Perhaps even more alarming is the rise of human trafficking in America.
When I was going through school, I was taught that slavery had been abolished in the United States.
But that was a lie.
Right now, thousands upon thousands of Americans are living as slaves. Most of them are sex slaves. As you read this, there are women all over America that are literally chained to beds in dark rooms where men pay their “owners” to have sex with them.
The following stats about human trafficking come from a recent Detroit Free Press article….
• Human trafficking is a $32-billion industry worldwide.
• Up to 2 million people are trafficked worldwide every year. Of those, 15,000-18,000 are in the U.S.
• Eight in 10 human trafficking cases involve the sex industry; the others involve labor trafficking.
• In 2010, 2,515 human trafficking cases were under investigation in the U.S.
• Eighty-three percent of victims in confirmed sex trafficking cases in the U.S. in 2010 were American citizens
Many Americans would be absolutely horrified to learn what goes on behind closed doors in America.
All over the nation tonight, vicious monsters will be selling or “renting” young children to other vicious monsters for sex.
The following story of one human trafficking victim comes from a recent Fox News article….
Today, Keisha Head is a wife and mother of three. But more than decade ago, she was the victim of a notorious human trafficker.
At 16-years old, Head says she was being sold on the streets of Atlanta for sex.

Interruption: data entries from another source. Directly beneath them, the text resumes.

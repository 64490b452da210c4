pub mod builder;
pub mod expr;
pub mod lp_format;
pub mod vars;

pub use builder::{ModelBuilder, ModelInputs};
pub use expr::{LinExpr, LinSum};

use derive_more::{Display, From, Into};
use ndarray::{Array2, Array3};
use typed_index_collections::{TiSlice, TiVec};
use uuid::Uuid;

/// Index of a decision variable within an `AssembledSystem`
#[derive(Debug, Clone, Copy, PartialEq, Eq, Hash, PartialOrd, Ord, From, Into, Display)]
pub struct VarId(usize);

/// Which family of decision variables a variable belongs to
#[derive(Debug, Clone, Copy, PartialEq, Eq, Hash)]
pub enum VarKind {
    /// `A[i][j][t]`: patients transferred from `i` to `j` on day `t`
    Transfer,
    /// `D[i][t]`: idle capacity at `i` on day `t`
    Idle,
    /// `H[i][t]`: unmet demand at `i` on day `t`
    Backlog,
}

#[derive(Debug, Clone, Copy, PartialEq, Eq)]
pub enum VarType {
    Integer,
    Continuous,
}

#[derive(Debug, Clone, PartialEq)]
pub struct VariableDef {
    pub name: String,
    pub kind: VarKind,
    pub vtype: VarType,
    pub lower: f64,
    pub upper: f64,
}

/// The decision variables, densely indexed
#[derive(Debug, Clone)]
pub struct Variables {
    /// Transfers, indexed `(from, to, day)`
    pub a: Array3<VarId>,
    /// Idle capacity, indexed `(location, day)`
    pub d: Array2<VarId>,
    /// Backlog, indexed `(location, day)`
    pub h: Array2<VarId>,
}

/// The generation phase a constraint stems from
#[derive(Debug, Clone, Copy, PartialEq, Eq, Hash)]
pub enum Phase {
    /// Free capacity on the first day
    InitialCapacity,
    /// Unassigned patients on the first day
    InitialBacklog,
    /// Capacity balance for the remaining days, including recycled capacity
    CapacityBalance,
    /// Backlog balance for the remaining days
    BacklogBalance,
}

/// An equality constraint `lhs == rhs`, with every variable on the left hand side
#[derive(Debug, Clone, PartialEq)]
pub struct Constraint {
    pub name: String,
    pub phase: Phase,
    pub lhs: LinExpr,
    pub rhs: f64,
}

impl Constraint {
    /// Moves all variables of `lhs == rhs` to the left and all constants to the right
    pub fn equality(
        name: String,
        phase: Phase,
        lhs: impl Into<LinExpr>,
        rhs: impl Into<LinExpr>,
    ) -> Constraint {
        let (terms, constant) = (lhs.into() - rhs.into()).compact().into_parts();
        let mut lhs = LinExpr::new();
        for (var, coeff) in terms {
            lhs.add_term(coeff, var);
        }
        Constraint {
            name,
            phase,
            lhs,
            rhs: -constant,
        }
    }
}

/// A minimization problem ready to be handed to a solver
#[derive(Debug, Clone)]
pub struct AssembledSystem {
    run_id: Uuid,
    name: String,
    vars: TiVec<VarId, VariableDef>,
    variables: Variables,
    objective: LinExpr,
    constraints: Vec<Constraint>,
}

impl AssembledSystem {
    pub fn new(
        name: &str,
        vars: TiVec<VarId, VariableDef>,
        variables: Variables,
        objective: LinExpr,
        constraints: Vec<Constraint>,
    ) -> AssembledSystem {
        AssembledSystem {
            run_id: Uuid::new_v4(),
            name: name.to_string(),
            vars,
            variables,
            objective,
            constraints,
        }
    }

    /// Identifies this optimization run in logs and exports
    pub fn run_id(&self) -> Uuid {
        self.run_id
    }

    pub fn name(&self) -> &str {
        &self.name
    }

    /// Every declared variable, indexed by id
    pub fn vars(&self) -> &TiSlice<VarId, VariableDef> {
        &self.vars
    }

    pub fn variables(&self) -> &Variables {
        &self.variables
    }

    /// The objective, to be minimized
    pub fn objective(&self) -> &LinExpr {
        &self.objective
    }

    pub fn constraints(&self) -> &[Constraint] {
        &self.constraints
    }

    pub fn constraints_in(&self, phase: Phase) -> impl Iterator<Item = &Constraint> {
        self.constraints.iter().filter(move |c| c.phase == phase)
    }

    pub fn constraint(&self, name: &str) -> Option<&Constraint> {
        self.constraints.iter().find(|c| c.name == name)
    }

    /// The number of declared variables of the given kind
    pub fn count_vars(&self, kind: VarKind) -> usize {
        self.vars.iter().filter(|v| v.kind == kind).count()
    }
}

#[cfg(test)]
mod tests {
    use super::*;

    #[test]
    fn equality_moves_variables_left_and_constants_right() {
        let (x, y) = (VarId::from(0), VarId::from(1));
        // x == y + 4 - x
        let c = Constraint::equality("c".to_string(), Phase::CapacityBalance, x, y + 4.0 - x);
        assert_eq!(c.lhs.terms(), &[(x, 2.0), (y, -1.0)]);
        assert_eq!(c.rhs, 4.0);
    }
}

“I did not know that a normal, average man who was a preacher, who was a lawyer, who was a senator – could turn into this monster,” Head said. “That is the scariest moment when you are amongst people who claim to be normal yet they purchase you and they turn into these monsters. They rape you. They beat you. And then act as if they’re normal. These are not your normal pedophiles.”
When you push morality out of the schools and out of public life, this is the kind of thing that starts happening.
Thousands upon thousands of other women “work for themselves” on the streets of America. Some are willing to let strangers have sex with them for next to nothing.
For example, one woman in Los Angeles was recently arrested for approaching customers at one McDonald’s and offering sexual favors in exchange for Chicken McNuggets.
There are so many directions this information could take us; I’m hoping that comments from readers will explore some of them. One that I will touch on is why this monstrous evil has come so forcefully into our culture. Is it a matter of desperation in supplying necessities (such as Chicken McNuggets or other morsels for survival)? Is it a strictly economic decision? Is it greed? Is it a loss of moral fiber? All of the above?
Is the emphasis on sexuality in so much of our public media creating on one hand a demand by continually placing sex on our minds, and on the other a commodification of our bodies–making them nothing more than salable assets? Do other people become goods and services which we either consume ourselves or use for profit on the market? At least one thing should be clear: to the extent there is a law of supply and demand, the rules of economics applies here as well. With an increasing suppply, the price drops. And it is all of us that are cheapened in the process. Another market principle is at work: if the demand would decrease, the incentive to supply the goods would also fall.
Perhaps you and I are not the “normal, average man who was a preacher, who was a lawyer, who was a senator,” who becomes a monster. Judging by statistics on pornographic website visits–by both men and, increasingly, by women–there must be a lot of such normal folks creating a demand. Each visit lowers our estimation of the value any person holds; each one moves the viewer further along the monster scale.
Last week’s posts about the raisng of our estimation of animals to the moral standing of people has another side. Rather than raising our estimation of animals to our status, perhaps it has lowered our own standing to that of amoral animals, where virtue and worth are simply manufactured categories to the extent they exist at all. As Christians who believe and embrace the concept of the image of God, we have a lot of work ahead of us in restoring the only true source of dignity and (non-economic) value to human beings. How do we do that? What is the good news, and how do we put it out there where it is needed?